Janet Clarke Hall (JCH) is a residential college of the University of Melbourne in Australia. The college is associated with the Anglican Province of Victoria. Founded in 1886 as the Trinity College Women's Hostel, Janet Clarke Hall was the first university college in Australia for women, and one of the first in the world.

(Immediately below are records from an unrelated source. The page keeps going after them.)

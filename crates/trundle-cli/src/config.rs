//! Reads/writes `~/.trundle/config.toml`.

use serde::{Deserialize, Serialize};
use std::fs;
use std::path::PathBuf;

/// Persisted tuning stored in `~/.trundle/config.toml`.
#[derive(Debug, Clone, PartialEq, Serialize, Deserialize)]
pub struct Config {
    /// Standoff distance for a one-shot approach, in centimetres.
    #[serde(default = "default_safe_distance")]
    pub safe_distance_cm: f32,

    /// Standoff distance while following.
    #[serde(default = "default_follow_distance")]
    pub follow_distance_cm: f32,

    /// Lost vision frames tolerated before a search rotation.
    #[serde(default = "default_max_lost_frames")]
    pub max_lost_frames: u32,
}

fn default_safe_distance() -> f32 {
    50.0
}
fn default_follow_distance() -> f32 {
    40.0
}
fn default_max_lost_frames() -> u32 {
    5
}

impl Default for Config {
    fn default() -> Self {
        Self {
            safe_distance_cm: default_safe_distance(),
            follow_distance_cm: default_follow_distance(),
            max_lost_frames: default_max_lost_frames(),
        }
    }
}

/// Return the path to `~/.trundle/config.toml`.
pub fn config_path() -> PathBuf {
    config_path_for_home(
        &std::env::var("HOME")
            .or_else(|_| std::env::var("USERPROFILE"))
            .unwrap_or_else(|_| ".".to_string()),
    )
}

/// Build the config path relative to the given home directory.
/// Extracted for testability without mutating environment variables.
pub(crate) fn config_path_for_home(home: &str) -> PathBuf {
    PathBuf::from(home).join(".trundle").join("config.toml")
}

/// Load the config from disk.  Returns `None` if the file does not exist.
pub fn load() -> Result<Option<Config>, String> {
    load_from(&config_path())
}

/// Load the config from a specific path.
pub(crate) fn load_from(path: &PathBuf) -> Result<Option<Config>, String> {
    if !path.exists() {
        return Ok(None);
    }
    let raw = fs::read_to_string(path)
        .map_err(|e| format!("Failed to read config at {}: {}", path.display(), e))?;
    let mut cfg: Config =
        toml::from_str(&raw).map_err(|e| format!("Failed to parse config: {}", e))?;
    apply_env_overrides(&mut cfg);
    Ok(Some(cfg))
}

/// Apply `TRUNDLE_*` environment variable overrides to `cfg`.
///
/// Supported variables:
///
/// | Variable | Config field |
/// |---|---|
/// | `TRUNDLE_SAFE_DISTANCE` | `safe_distance_cm` |
/// | `TRUNDLE_FOLLOW_DISTANCE` | `follow_distance_cm` |
/// | `TRUNDLE_MAX_LOST_FRAMES` | `max_lost_frames` |
pub fn apply_env_overrides(cfg: &mut Config) {
    if let Ok(v) = std::env::var("TRUNDLE_SAFE_DISTANCE")
        && let Ok(cm) = v.parse::<f32>()
    {
        cfg.safe_distance_cm = cm;
    }
    if let Ok(v) = std::env::var("TRUNDLE_FOLLOW_DISTANCE")
        && let Ok(cm) = v.parse::<f32>()
    {
        cfg.follow_distance_cm = cm;
    }
    if let Ok(v) = std::env::var("TRUNDLE_MAX_LOST_FRAMES")
        && let Ok(frames) = v.parse::<u32>()
    {
        cfg.max_lost_frames = frames;
    }
}

/// Save the config to disk, creating `~/.trundle/` if necessary.
pub fn save(cfg: &Config) -> Result<(), String> {
    save_to(cfg, &config_path())
}

/// Save the config to a specific path.
pub(crate) fn save_to(cfg: &Config, path: &PathBuf) -> Result<(), String> {
    if let Some(parent) = path.parent() {
        fs::create_dir_all(parent)
            .map_err(|e| format!("Failed to create config directory: {}", e))?;
    }
    let raw =
        toml::to_string_pretty(cfg).map_err(|e| format!("Failed to serialize config: {}", e))?;
    fs::write(path, raw)
        .map_err(|e| format!("Failed to write config at {}: {}", path.display(), e))?;
    Ok(())
}

#[cfg(test)]
mod tests {
    use super::*;

    #[test]
    fn roundtrip_default_config() {
        let dir = tempfile::tempdir().expect("tmp dir");
        let path = config_path_for_home(&dir.path().to_string_lossy());

        let cfg = Config::default();
        save_to(&cfg, &path).expect("save");

        let loaded = load_from(&path).expect("load ok").expect("some");
        assert_eq!(loaded, cfg);
    }

    #[test]
    fn config_path_points_to_trundle_dir() {
        let p = config_path_for_home("/home/testuser");
        assert!(p.to_string_lossy().contains(".trundle"));
        assert!(p.to_string_lossy().ends_with("config.toml"));
    }

    #[test]
    fn load_from_returns_none_when_missing() {
        let dir = tempfile::tempdir().expect("tmp dir");
        let path = config_path_for_home(&dir.path().to_string_lossy());
        let result = load_from(&path).expect("no error");
        assert!(result.is_none());
    }

    #[test]
    fn partial_file_fills_in_defaults() {
        let dir = tempfile::tempdir().expect("tmp dir");
        let path = config_path_for_home(&dir.path().to_string_lossy());
        fs::create_dir_all(path.parent().unwrap()).expect("mkdir");
        fs::write(&path, "safe_distance_cm = 25.0\n").expect("write");

        let loaded = load_from(&path).expect("load ok").expect("some");
        assert_eq!(loaded.safe_distance_cm, 25.0);
        assert_eq!(loaded.follow_distance_cm, default_follow_distance());
        assert_eq!(loaded.max_lost_frames, default_max_lost_frames());
    }

    #[test]
    fn apply_env_overrides_changes_safe_distance() {
        // SAFETY: single-threaded test; no data races on env vars.
        unsafe { std::env::set_var("TRUNDLE_SAFE_DISTANCE", "33.5") };
        let mut cfg = Config::default();
        apply_env_overrides(&mut cfg);
        assert_eq!(cfg.safe_distance_cm, 33.5);
        unsafe { std::env::remove_var("TRUNDLE_SAFE_DISTANCE") };
    }

    #[test]
    fn apply_env_overrides_ignores_invalid_values() {
        // SAFETY: single-threaded test; no data races on env vars.
        unsafe { std::env::set_var("TRUNDLE_MAX_LOST_FRAMES", "lots") };
        let mut cfg = Config::default();
        apply_env_overrides(&mut cfg);
        assert_eq!(cfg.max_lost_frames, default_max_lost_frames());
        unsafe { std::env::remove_var("TRUNDLE_MAX_LOST_FRAMES") };
    }
}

One of the smaller colleges, JCH is a residence where students live, learn, and grow alongside academics, researchers, and practitioners, developing not only discipline-specific knowledge and skills but the broad intellectual curiosity which will help them become the thought leaders and changemakers of the future.

== History ==

Established in 1886 as a residential hostel for women students of Trinity College, JCH was originally called the 'Trinity College Hostel'. It was re-named after a significant benefactor, Janet Clarke, wife of Sir William Clarke in 1921. Enid Joske was principal of JCH from 1928 until 1952. Dr Eva Eden was principal from 1964 until 1983. JCH became an independent college in 1961 and co-educational in 1973.

=== Principals of Janet Clarke Hall ===
Source:

- The Rev’d Thomas Jollie Smith (1886–87)
- Miss Lucy Waltham (1888)
- Miss Emily Eddes (1889)
- Miss Emily Hensley (1890)
- Mr J.T. Collins (1892-1900)
- Miss Lucy Bateman (1901–05)
- Miss Lucy Archer (1906–18)
- Miss Margery Herring (1919–27)
- Miss Enid Joske (1928–51)
- Miss Mary Bagnall (1952–57)
- Miss Margaret Dewey (1959–62)
- Dr Eva Eden (1964–83)
- Mrs Phyllis Fry (1984–95)
- Dr Gail Tulloch (1996-2000)
- Dr Damian Powell (2001-2021)
- Dr Eleanor Spencer-Regan (2022-present)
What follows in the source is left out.